Con una burda y simple mentira, un delincuente envolvió a una inocente anciana con uno de los ya clásicos ‘cuentos del tío’ y en cuestión de minutos le robó más de 350.000 pesos en moneda nacional, dólares y euros. Sí, con la excusa de que era contador, que venía de parte de su hijo y que éste lo mandaba para que le diera todo el dinero con el fin de cambiarlos por billetes nuevos, la jubilada de 85 años le entregó los ahorros de su vida y se quedó sin nada.

‘No me dejaron ni para una trincha. Se robaron todo lo que tenía...’, dice Alicia Aneas, quien tiene miedo y ahora atiende detrás de las rejas después de lo que pasó el sábado al mediodía en su casa en el Barrio Parque de Mayo, Capital. En la Policía no quisieron hablar de este nuevo hecho de inseguridad, lo único que se supo es que habría dos detenidos, pero nada se mencionó sobre si recuperaron parte del botín.

Aseguran que la cámara de una casa vecina captó imágenes de los ladrones y de su auto

La jubilada pecó de ingenua cuando le apareció ese hombre bien vestido que se presentó como contador y que le dijo que venía de parte de su hijo que está en Buenos Aires. ‘Andaba muy elegante ese chimango atorrante. Me dijo que era el contador de la Base de Puerto Belgrano, en Punta Alta (al sudeste de Bs. As.) y que lo mandaba mi hijo para que buscara el dinero que tenía para cambiármelo por nuevos billetes. Que había que cambiarlos por disposición del Banco Nación’, relató la mujer.

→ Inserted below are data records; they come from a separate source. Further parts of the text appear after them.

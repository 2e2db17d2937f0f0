//! The API endpoints URIs.
//!
//! For endpoints that take a parameter, e.g., '/api/subscriptions/{subscription_id}/cancellation',
//! use [format_endpoint].

/// The route for creating a user.
pub const USERS: &str = "/api/users";
/// The route for logging in a user.
pub const LOG_IN: &str = "/api/log_in";
/// The route for the client to log out the current user.
pub const LOG_OUT: &str = "/api/log_out";
/// The route to list, create and delete categories.
pub const CATEGORIES: &str = "/api/categories";
/// The route to list the subscriptions in a category.
pub const CATEGORY_SUBSCRIPTIONS: &str = "/api/categories/{category_id}/subscriptions";
/// The route to create, update and delete subscriptions.
pub const SUBSCRIPTIONS: &str = "/api/subscriptions";
/// The route to start a cancellation and check on its progress.
pub const CANCELLATION: &str = "/api/subscriptions/{subscription_id}/cancellation";
/// The route for categories with their subscriptions and cost subtotals.
pub const OVERVIEW: &str = "/api/overview";

/// Replace the parameter in `endpoint_path` with `id`.
///
/// A parameter is a string that starts with a left brace, followed by
/// lowercase letters or underscores, and ends with a right brace.
/// For example, in the endpoint path '/users/{user_id}', '{user_id}' is the parameter.
///
/// This function assumes that an endpoint path only contains ASCII characters
/// and a single parameter.
///
/// If no parameter is found in `endpoint_path`, the function returns the
/// the original `endpoint_path`.
pub fn format_endpoint(endpoint_path: &str, id: i64) -> String {
    let param_start = match endpoint_path.find('{') {
        Some(start) => start,
        None => return endpoint_path.to_string(),
    };

    let param_end = endpoint_path[param_start..]
        .find('}')
        .map(|end| param_start + end + 1)
        .unwrap_or(endpoint_path.len());

    format!(
        "{}{}{}",
        &endpoint_path[..param_start],
        id,
        &endpoint_path[param_end..]
    )
}
use std::str::FromStr;

use rusqlite::Connection;
use rust_decimal::Decimal;

use crate::{
    BillingCycle, Category, CategoryName, NewSubscription, PasswordHash, RenewalDay,
    Subscription, SubscriptionName, User, Username, auth::create_user, create_category,
    create_subscription, initialize_db,
};

/// An in-memory database with all of the application tables.
pub(crate) fn get_test_connection() -> Connection {
    let connection =
        Connection::open_in_memory().expect("Could not create in-memory SQLite database");
    initialize_db(&connection).expect("Could not initialize database");

    connection
}

pub(crate) fn create_test_user(username: &str, connection: &Connection) -> User {
    create_user(
        Username::new(username).unwrap(),
        PasswordHash::new_unchecked("hunter2"),
        connection,
    )
    .expect("Could not create test user")
}

pub(crate) fn create_test_category(name: &str, user: &User, connection: &Connection) -> Category {
    create_category(CategoryName::new_unchecked(name), user.id, connection)
        .expect("Could not create test category")
}

pub(crate) fn create_test_subscription(
    name: &str,
    cost: &str,
    category: &Category,
    connection: &Connection,
) -> Subscription {
    let subscription = NewSubscription {
        name: SubscriptionName::new_unchecked(name),
        cost: Decimal::from_str(cost).unwrap(),
        billing_cycle: BillingCycle::Month,
        renewal_date: RenewalDay::new(1).unwrap(),
        account_info: String::new(),
        category_id: category.id,
    };

    create_subscription(subscription, category.user_id, connection)
        .expect("Could not create test subscription")
}
//! Handles sign-up requests.

use std::sync::{Arc, Mutex};

use axum::{
    Json,
    extract::{FromRef, State, rejection::JsonRejection},
    http::StatusCode,
};
use rusqlite::Connection;
use serde::{Deserialize, Serialize};
use time::OffsetDateTime;

use crate::{
    AppState, Error,
    auth::{PasswordHash, UserID, Username, ValidatedPassword, create_user},
};

/// The state needed to register a user.
#[derive(Debug, Clone)]
pub struct RegistrationState {
    pub db_connection: Arc<Mutex<Connection>>,
    /// The bcrypt cost used to hash new passwords.
    pub password_hash_cost: u32,
}

impl FromRef<AppState> for RegistrationState {
    fn from_ref(state: &AppState) -> Self {
        Self {
            db_connection: state.db_connection.clone(),
            password_hash_cost: PasswordHash::DEFAULT_COST,
        }
    }
}

#[derive(Serialize, Deserialize)]
pub struct RegisterForm {
    pub username: String,
    pub password: String,
}

/// The public details of a newly registered user.
#[derive(Debug, Serialize)]
pub struct RegisteredUser {
    pub id: UserID,
    pub username: Username,
    #[serde(with = "time::serde::rfc3339")]
    pub created_at: OffsetDateTime,
}

/// Create a user from a username and password.
///
/// The user is not logged in, the client must call the log-in endpoint next.
///
/// # Errors
///
/// Returns:
/// - [Error::EmptyUsername] or [Error::TooWeak] for invalid input.
/// - [Error::DuplicateUsername] if the username is taken.
/// - [Error::HashingError] if the password could not be hashed.
pub async fn register_user(
    State(state): State<RegistrationState>,
    payload: Result<Json<RegisterForm>, JsonRejection>,
) -> Result<(StatusCode, Json<RegisteredUser>), Error> {
    let Json(user_data) = payload?;

    let username = Username::new(&user_data.username)?;
    let validated_password = ValidatedPassword::new(&user_data.password)?;
    let password_hash = PasswordHash::new(validated_password, state.password_hash_cost)
        .inspect_err(|error| tracing::error!("an error occurred while hashing a password: {error}"))?;

    let connection = state.db_connection.lock().map_err(|error| {
        tracing::error!("could not acquire database lock: {error}");
        Error::DatabaseLockError
    })?;
    let user = create_user(username, password_hash, &connection)?;

    tracing::info!("Registered user {} with ID {}", user.username, user.id);

    Ok((
        StatusCode::CREATED,
        Json(RegisteredUser {
            id: user.id,
            username: user.username,
            created_at: user.created_at,
        }),
    ))
}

Ella desconfió, respondió que los bancos no trabajaban los sábados y el embaucador le retrucó diciéndole que algunas entidades lo hacen a puertas cerradas. Para convencerla, el sujeto le explicó que su hijo iba a traer ‘la plata nueva’ a las 16. Seguramente también la apuró para no darle tiempo a pensar y finalmente la anciana cayó en la trampa. 

Así fue que ella misma ingresó a la casa, buscó los 210.000 pesos, los más de 6.000 dólares y los 2.500 euros que tenía dentro de una caja y se los entregó. El delincuente se despidió repitiendo que su hijo le traería el dinero, se subió a un auto negro y desapareció. La muy crédula esperó toda la tarde. A las 17, al ver que no tenía señales de su hijo ni del sujeto, se dio cuenta que todo había sido un engaño.